Содержание писем сформировало образ человека чистого, солнечного, с богатым внутренним миром, со здоровым чувством юмора. Он умел радоваться малой малости — получению письма с карточками детей, успеху на охоте, редким дням хорошей погоды. И тут же устало и раздражённо восклицал: «... В общем, ну её, эту Колыму к монаху...»

Но основное полотно писем соткано самыми личными, а порой даже интимными, продиктованными человеческой физиологией признаниями. Как любящий мужчина, лишённый возможности делиться своими чувствами, Александр Владимирович изливал сердечные переживания нежными словами и неотступно мечтал о встрече, чтобы поцеловать крепко-крепко «дорогия губки», считал дни до каникул, когда его жена-учительница могла бы приехать к нему на свидание.

Сколько нерастраченной ласки к жене источало его обожающее, страдающее сердце! Ведь и было-то им на тот момент чуть более пятидесяти лет на двоих.

«...Ты представь себе, моя дорогая, что в это время у меня просто невольно в памяти встают все картины прошлого из времени до нашей свадьбы, особо ярко встаёт та, когда, помнишь, мы стояли на крыльце Тенячевского дома, и мне чувствовалась тогда ещё робкая твоя страсть и вообще всё-всё...» И дальше: «...Моя дорогая Тонька, можешь ли ты понять, как ты мне дорога. Я не умею выражать словами свои действительные чувства. Я их могу только сильно чувствовать. Но тебя я люблю самым серьёзным образом без всяких хитростей... Что для меня могут представлять все женщины, кроме тебя? Разве они могут мне дать столько, сколько ты мне давала страсти и горячности. Все они мне кажутся «покойниками с гробами» и не больше...»

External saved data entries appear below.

use std::path::PathBuf;

use palc::{Parser, Subcommand};

#[derive(Parser)]
#[command(name = "lispc", after_long_help = "Compiles parenthesized calls like `(add 1 2)` into `add(1, 2);`.")]
pub struct Cli {
	/// Keep `var` in front of declarations
	#[arg(long)]
	pub keep_var: bool,
	/// Stage to print: tokens, ist, ost or output
	#[arg(long)]
	pub emit:     Option<String>,
	#[command(subcommand)]
	pub mode:     Mode,
}

#[derive(Subcommand, Debug)]
pub enum Mode {
	/// Input file
	File { path: PathBuf },
	/// Source text given on the command line
	Eval { source: String },
	/// Input prompt
	Repl,
}
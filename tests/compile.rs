//! End-to-end tests for the whole pipeline.

use lispc::{CompileError, Compiler, END_OF_INPUT, Options, ParseError, ScanError, compile};
use proptest::prelude::*;

#[test]
fn compile_calls() {
	assert_eq!(compile("(add 1 2)").unwrap(), "add(1, 2);");
	assert_eq!(compile("(add 1 (sub 2 2))").unwrap(), "add(1, sub(2, 2));");
	assert_eq!(compile("(print \"hello world\")").unwrap(), "print(\"hello world\");");
	assert_eq!(compile("(f)").unwrap(), "f();");
	assert_eq!(compile("(f (g (h)))").unwrap(), "f(g(h()));");
}

#[test]
fn compile_declarations() {
	assert_eq!(compile("var a 1").unwrap(), "a = 1;");
	assert_eq!(compile("var s \"hi\"").unwrap(), "s = \"hi\";");
	assert_eq!(compile("a 1").unwrap(), "a = 1");
	let compiler = Compiler::new(Options { keep_var_keyword: true });
	assert_eq!(compiler.compile("var a 1\nvar b 2").unwrap(), "var a = 1;\nvar b = 2;");
}

#[test]
fn compile_declaration_keeps_line_breaks() {
	let output = compile("var\na 1\n(f 1)").unwrap();
	assert_eq!(output, "\na = 1;\nf(1);");
	assert_eq!(output.matches('\n').count(), 2);
	assert_eq!(compile("var \n\n  b \"x\"").unwrap(), "\n\n  b = \"x\";");
}

#[test]
fn compile_var_in_call() {
	assert_eq!(compile("(f var a 1)").unwrap(), "f(a, =, 1);");
	let compiler = Compiler::new(Options { keep_var_keyword: true });
	assert_eq!(compiler.compile("(f var a 1)").unwrap(), "f(var, a, =, 1);");
}

#[test]
fn compile_keeps_layout() {
	assert_eq!(compile("(f 1)\n(g 2)").unwrap(), "f(1);\ng(2);");
	assert_eq!(compile("\n\n(f 1)\n\n").unwrap(), "\n\nf(1);\n\n");
	assert_eq!(compile("  (f 1)  (g 2)").unwrap(), "  f(1);  g(2);");
	assert_eq!(compile("(add 1     2)").unwrap(), "add(1, 2);");
	assert_eq!(compile("").unwrap(), "");
}

#[test]
fn compile_sample_program() {
	let output = Compiler::default().compile_file(concat!(env!("CARGO_MANIFEST_DIR"), "/tests/sample.lisp")).unwrap();
	assert_eq!(output, "\nadd(1, sus(2, 2));\na = 1;\n\nb =    \"hi\";\n");
}

#[test]
fn compile_errors() {
	assert!(matches!(compile("(add 1 @)"), Err(CompileError::ScanError(ScanError::UnexpectedCharacter('@')))));
	assert!(matches!(compile("(print \"oops)"), Err(CompileError::ScanError(ScanError::UnterminatedString))));
	assert!(matches!(compile("(add 1 2))"), Err(CompileError::ParseError(ParseError::UnexpectedToken("RightParen")))));
	assert!(matches!(compile("(add 1 2"), Err(CompileError::ParseError(ParseError::UnterminatedCall(_)))));
	assert!(matches!(
		compile("var"),
		Err(CompileError::ParseError(ParseError::ExpectedDeclarationTarget(found))) if found == END_OF_INPUT
	));
}

#[test]
fn compile_error_messages() {
	assert_eq!(compile("(f #)").unwrap_err().to_string(), "Scan error: Unexpected character '#'");
	assert_eq!(compile("\"").unwrap_err().to_string(), "Scan error: Unterminated string literal");
	assert_eq!(
		compile("var a (f)").unwrap_err().to_string(),
		"Syntax error: `a` can only be followed by a number or a string literal, but LeftParen was found"
	);
}

/// A literal or a call, as source text and the text it should compile to.
fn expression() -> impl Strategy<Value = (String, String)> {
	let leaf = prop_oneof![
		"[0-9]{1,3}".prop_map(|n| (n.clone(), n)),
		"[a-z ]{0,4}".prop_map(|s| (format!("\"{s}\""), format!("\"{s}\""))),
	];
	leaf.prop_recursive(3, 24, 4, |inner| {
		let callee = "[a-z]{1,5}".prop_filter("`var` is a keyword", |name| name != "var");
		(callee, prop::collection::vec((inner, "[ \t]{1,3}"), 0..4)).prop_map(|(callee, arguments)| {
			let source: String = arguments.iter().map(|((source, _), gap)| format!("{gap}{source}")).collect();
			let output: Vec<&str> = arguments.iter().map(|((_, output), _)| output.as_str()).collect();
			(format!("({callee}{source})"), format!("{callee}({})", output.join(", ")))
		})
	})
}

proptest! {
	#[test]
	fn rejects_unknown_characters(
		before in "[()0-9A-Za-z \n]{0,12}",
		bad in r#"[^()"0-9A-Za-z\s]"#,
		after in "[()0-9A-Za-z \n]{0,12}",
	) {
		let bad = bad.chars().next().unwrap();
		let result = compile(&format!("{before}{bad}{after}"));
		prop_assert!(
			matches!(result, Err(CompileError::ScanError(ScanError::UnexpectedCharacter(c))) if c == bad)
		);
	}

	#[test]
	fn separates_arguments_with_commas(arguments in prop::collection::vec(("[0-9]{1,4}", "[ \t]{1,4}"), 2..8)) {
		let source: String = arguments.iter().map(|(n, gap)| format!("{gap}{n}")).collect();
		let output = compile(&format!("(f{source})")).unwrap();
		prop_assert_eq!(output.matches(", ").count(), arguments.len() - 1);
		let numbers: Vec<&str> = arguments.iter().map(|(n, _)| n.as_str()).collect();
		prop_assert_eq!(output, format!("f({});", numbers.join(", ")));
	}

	#[test]
	fn compiles_nested_calls((source, output) in expression()) {
		prop_assert_eq!(compile(&format!("(top {source})")).unwrap(), format!("top({output});"));
	}

	#[test]
	fn compiles_deterministically((source, _) in expression(), layout in "[ \n]{0,3}") {
		let source = format!("{layout}(top {source}){layout}");
		prop_assert_eq!(compile(&source).unwrap(), compile(&source).unwrap());
	}
}
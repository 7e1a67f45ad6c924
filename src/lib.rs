//! # From parenthesized calls to C-style calls
//!
//! Source: `(add 1 (sub 2 2))`, output: `add(1, sub(2, 2));`.
//!
//! Spacing and line breaks of the source survive into the output, so the
//! compiler never throws trivia away until it knows the target syntax has no
//! use for it.

//! ## Scanning
//!
//! Takes in the characters and converts them into tokens. Parentheses,
//! numbers `123`, string literals `"hi!"`, names `add` and the keyword `var`
//! are tokens, and so is every single space and newline.
//!
//! `(add 1 2)` becomes
//! `["(", "add", " ", "1", " ", "2", ")"]`.

//! ## Parsing
//!
//! Builds the intermediate syntax tree, shaped after the source grammar. A
//! call owns its callee name and its arguments, trivia included:
//!
//! ``` markdown
//! Program
//! └── add (CallExpression)
//!     ├── ␣ (WhiteSpace)
//!     ├── 1 (NumberLiteral)
//!     ├── ␣ (WhiteSpace)
//!     └── sub (CallExpression)
//!         ├── ␣ (WhiteSpace)
//!         ├── 2 (NumberLiteral)
//!         ├── ␣ (WhiteSpace)
//!         └── 2 (NumberLiteral)
//! ```
//!
//! `var a 1` is a declaration, read as the assignment `a = 1`.

//! ## Transforming
//!
//! Walks the intermediate tree and builds a second tree shaped after the
//! target syntax: top-level calls turn into statements, whitespace between
//! arguments goes away because the target separates arguments with commas.

//! ## Code generation
//!
//! Serializes the output tree. Statements end with `;`, arguments are joined
//! with `, `, everything else is printed as it was read.

pub mod cli;
mod compiler;
mod error;
pub mod generator;
pub mod parser;
pub mod scanner;
pub mod transformer;

pub use compiler::{Compiler, Emit, Options};
pub use error::{
	CompileError, UnknownStage,
	parser::{END_OF_INPUT, ParseError},
	scanner::ScanError,
};

/// Compile `source` with default options.
///
/// ```
/// assert_eq!(lispc::compile("(add 1 (sub 2 2))").unwrap(), "add(1, sub(2, 2));");
/// assert_eq!(lispc::compile("var a 1").unwrap(), "a = 1;");
/// ```
pub fn compile(source: &str) -> Result<String, CompileError> { Compiler::default().compile(source) }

Конечно, нескончаемые дни вынужденной разлуки порождали естественные сомнения, тревожные мысли, но недомолвкам и подозрениям не оставалось места в любящих сердцах. Искренность отношений светилась в каждом письме, в каждом слове. Она готова была даже на жертву прощения «всех грехов» молодого мужчины, если они вдруг произошли бы в его заточении. А он признавался, что другая женщина сразу же утрачивает в его глазах всё женское, и что ему «...не хватит нахальства изменить, как бы тяжело не было». Александр даже на бумаге каждого письма искал следы от любимых пальчиков, чтобы поцеловать их.

Вспоминая волнение перед арестом, Александр Владимирович винился за свою раздражительность и необоснованные нападки на жену, был уверен в том, что их отношения ничем больше омрачаться не будут. «Ведь пословица права, — пишет он, — лучшие друзья познаются в несчастье... Ты для меня не только жена и мать моих детей, но и хороший незаменимый товарищ...» И не терял надежды на то, что «...у нас впереди будет лучшая жизнь, чем у тех «счастливцев», которые сейчас живут хорошо. То, что мы потеряли, всё вернётся опять...»

Не вернулось, не заглянуло больше счастье в жизнь моего деда. Его пылкое слово пробилось сквозь лагерные решетки и стены, сквозь годы и расстояния. Его крестный путь, его стойкость и жертвенность навеки будут для нас примером незабываемого подвига. В памяти остаётся «горячо любящий Вас А. Мещеринов».